Here’s the theory: Baked potatoes typically cook from the outside in, requiring about 75 minutes in a 350-degree oven to cook through. A piece of metal stuck through to its center will conduct heat, thus speeding up the process. Though most potato nails are made of aluminum, there are also stainless-steel versions available.
To test the theory, we selected three potatoes of the same weight. We left one alone as a control, impaled one on an aluminum potato nail, and threaded the third on a stainless-steel skewer (an easy stand-in for a stainless-steel potato nail). We baked them all in the same 350-degree oven, rotating them after 30 minutes. True enough, the aluminum-studded potato finished first, the stainless-steel assist came in second, and the control potato took the longest. The surprise? There was only a 7-minute difference between the speediest potato and the slowest.

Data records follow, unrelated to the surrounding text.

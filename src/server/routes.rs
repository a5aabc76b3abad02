use axum::{
    extract::DefaultBodyLimit,
    http::{header, HeaderValue, Method},
    routing::{get, post},
    Router,
};
use std::sync::Arc;
use tower_http::cors::{AllowOrigin, Any, CorsLayer};
use tower_http::trace::TraceLayer;
use tracing::warn;

use crate::app::AppState;
use crate::server::handlers;

pub fn create_router(state: Arc<AppState>) -> Router {
    let cors = cors_layer(&state);
    let max_body_bytes = state.config().server.max_body_bytes;

    Router::new()
        .route("/health", get(handlers::health))
        .nest("/api", api_routes(max_body_bytes))
        .layer(TraceLayer::new_for_http())
        .layer(cors)
        .with_state(state)
}

fn api_routes(max_body_bytes: usize) -> Router<Arc<AppState>> {
    Router::new()
        .route("/credits/balance", get(handlers::get_balance))
        .route("/credits/recharge", post(handlers::recharge))
        .route(
            "/get_llm_response",
            post(handlers::get_llm_response).layer(DefaultBodyLimit::max(max_body_bytes)),
        )
}

/// Any origin in the local environment, the configured origins elsewhere.
fn cors_layer(state: &AppState) -> CorsLayer {
    let config = state.config();
    let layer = CorsLayer::new()
        .allow_methods([Method::GET, Method::POST, Method::OPTIONS])
        .allow_headers([header::AUTHORIZATION, header::CONTENT_TYPE]);

    if config.is_local() {
        return layer.allow_origin(Any);
    }

    let origins: Vec<HeaderValue> = config
        .server
        .cors_origins
        .iter()
        .filter_map(|origin| match HeaderValue::from_str(origin) {
            Ok(value) => Some(value),
            Err(_) => {
                warn!("Ignoring invalid CORS origin: {}", origin);
                None
            }
        })
        .collect();
    layer.allow_origin(AllowOrigin::list(origins))
}
use async_trait::async_trait;
use std::collections::HashMap;
use tracing::debug;

use crate::app::config::{AuthConfig, GatewayConfig};
use crate::error::{Error, Result};

/// Bearer credential accepted in the local environment only.
pub const DEV_TOKEN: &str = "test-token";
pub const DEV_USER: &str = "test-user";

/// Turns a bearer credential into a verified user id.
#[async_trait]
pub trait Authenticator: Send + Sync {
    async fn verify(&self, token: &str) -> Result<String>;
}

/// Verifies bearer tokens against a fixed table loaded from configuration.
pub struct StaticTokenAuthenticator {
    tokens: HashMap<String, String>,
}

impl StaticTokenAuthenticator {
    pub fn new(auth: &AuthConfig, allow_dev_token: bool) -> Self {
        let mut tokens: HashMap<String, String> = auth
            .tokens
            .iter()
            .map(|entry| (entry.token.clone(), entry.user_id.clone()))
            .collect();
        if allow_dev_token {
            tokens
                .entry(DEV_TOKEN.to_string())
                .or_insert_with(|| DEV_USER.to_string());
        }
        Self { tokens }
    }

    pub fn from_config(config: &GatewayConfig) -> Self {
        Self::new(&config.auth, config.is_local())
    }

    pub fn len(&self) -> usize {
        self.tokens.len()
    }

    pub fn is_empty(&self) -> bool {
        self.tokens.is_empty()
    }
}

#[async_trait]
impl Authenticator for StaticTokenAuthenticator {
    async fn verify(&self, token: &str) -> Result<String> {
        match self.tokens.get(token) {
            Some(user_id) => {
                debug!("Authenticated request for {}", user_id);
                Ok(user_id.clone())
            }
            None => Err(Error::auth("Invalid token")),
        }
    }
}

/// Pull the credential out of an `Authorization: Bearer <token>` header value.
pub fn extract_bearer(header: Option<&str>) -> Result<&str> {
    let header = header.ok_or_else(|| Error::auth("Unauthorized"))?;
    let token = header
        .strip_prefix("Bearer ")
        .ok_or_else(|| Error::auth("Unauthorized"))?
        .trim();
    if token.is_empty() {
        return Err(Error::auth("Unauthorized"));
    }
    Ok(token)
}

We wondered if more nails would speed things up enough to make it worthwhile. Unfortunately, no. Even a potato that had been run through with an absurd five nails cooked only 11 minutes faster than an intact potato.
THE BOTTOM LINE: Potato nails aren’t really worth the investment. If you want to quickly cook a potato, here’s what we recommend. Poke a potato several times with a fork and then microwave it until it is slightly soft, 6 to 12 minutes, flipping it halfway through microwaving. Transfer the potato to a 450-degree oven and bake it directly on the middle rack until a skewer glides easily through the flesh, about 20 minutes.
NOT SO STUDLY: Even five nails made little difference in cooking time.